Tania Fontanil
University of Oviedo, Spain
Title: Neurocan as a new substrate of ADAMTS-12: Potential implications in neuropathies
Biography
Biography: Tania Fontanil
Abstract
The extracellular matrix (ECM) of the central nervous system (CNS) has several aspects that make it unique and different from the ECM of other tissues. This includes the presence of proteoglycans such as versican, brevican and neurocan. Some of these chondroitin-bearing ECM components have been found to be substrates for several members of the ADAMTSs (a disintegrin and metalloproteinase with thrombospondin motifs) family of secreted metallo-proteases. Moreover, different studies have highlighted the ADAMTSs contribution to repair processes in central nervous system. In this regard, participation of ADAMTSs has been described in the recovery following degradation of glial scar and in stimulating axonal growth, thus enhancing neuronal synaptic plasticity induced after brain injury. However, the role of ADAMTSs in chronic diseases of the central nervous system is complex and not fully understood. A current challenge will consists in unveiling the precise role of ADAMTSs in both normal and pathological processes in the central nervous system.

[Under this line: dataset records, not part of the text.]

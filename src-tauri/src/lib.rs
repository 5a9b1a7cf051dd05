pub mod display;
pub mod poller;
pub mod render;
pub mod session;
pub mod settings;
mod tray;
pub mod usage;

use tauri::{Manager, RunEvent};
use tokio_util::sync::CancellationToken;

use poller::Poller;
use tray::{TrayState, TraySurface};
use usage::{OrgCache, WebUsageClient, ORG_CACHE_FILE_NAME};

fn load_org_cache(app: &tauri::App) -> OrgCache {
    match app.path().app_data_dir() {
        Ok(dir) => OrgCache::load(dir.join(ORG_CACHE_FILE_NAME)),
        Err(e) => {
            log::warn!("OrgCache: could not determine data directory, using memory only: {}", e);
            OrgCache::in_memory()
        }
    }
}

// ============================================================================
// Application entry point
// ============================================================================

#[cfg_attr(mobile, tauri::mobile_entry_point)]
pub fn run() {
    let app = tauri::Builder::default()
        .plugin(
            tauri_plugin_log::Builder::default()
                .level(if cfg!(debug_assertions) {
                    log::LevelFilter::Debug
                } else {
                    log::LevelFilter::Info
                })
                .build(),
        )
        .plugin(tauri_plugin_opener::init())
        .setup(|app| {
            // Tray-only: no dock icon
            #[cfg(target_os = "macos")]
            app.set_activation_policy(tauri::ActivationPolicy::Accessory);

            let settings = settings::load_settings(app.handle());

            match session::get_session_key() {
                Some(key) => log::info!(
                    "Session: key configured ({})",
                    session::mask_session_key(&key)
                ),
                None => log::warn!("Session: no session key configured"),
            }

            let tray = tray::build_tray(app)?;

            let (tx, rx) = poller::create_command_channel();
            let cancel = CancellationToken::new();
            app.manage(TrayState {
                commands: tx,
                usage_url: settings.usage_page_url(),
                cancel: cancel.clone(),
            });

            let api = WebUsageClient::new(
                settings.base_url(),
                session::get_session_key,
                settings.http_timeout(),
            );
            let poller = Poller::new(api, load_org_cache(app), TraySurface::new(tray), &settings);

            tauri::async_runtime::spawn(async move {
                poller.run(rx, cancel).await;
            });

            log::info!("Usage Tray started");
            Ok(())
        })
        .build(tauri::generate_context!())
        .expect("error while building tauri application");

    app.run(|app, event| {
        if let RunEvent::ExitRequested { code, api, .. } = event {
            // No windows: stay alive in the tray unless exit was explicit
            if code.is_none() {
                api.prevent_exit();
            } else if let Some(state) = app.try_state::<TrayState>() {
                state.cancel.cancel();
            }
        }
    });
}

One of the members of this family, ADAMTS-12, has been recently genetically linked to some neuropathologies such as schizophrenia. ADAMTS-12 is known to be implicated in the degradation of some components of the ECM like COMP and aggrecan and thus related with musculoskeletal degenerative diseases. In our search for new substrates for this metallo-protease, we have found neurocan as a novel substrate which, in addition is also linked to neuropathies. Taking into account that previous studies have separately described the involvement of ADAMTS-12 and neurocan in schizophrenia, it could be speculated that the relationship between ADAMTS-12 and neurocan may have an important impact in this neurological disorder. Our ongoing studies are aimed to elucidate the relevance of the degradation of neurocan by ADAMTS-12 in neuropathies through the use of cell-based models and the phenotypic characterization of the ADAMTS-12 deficient mouse.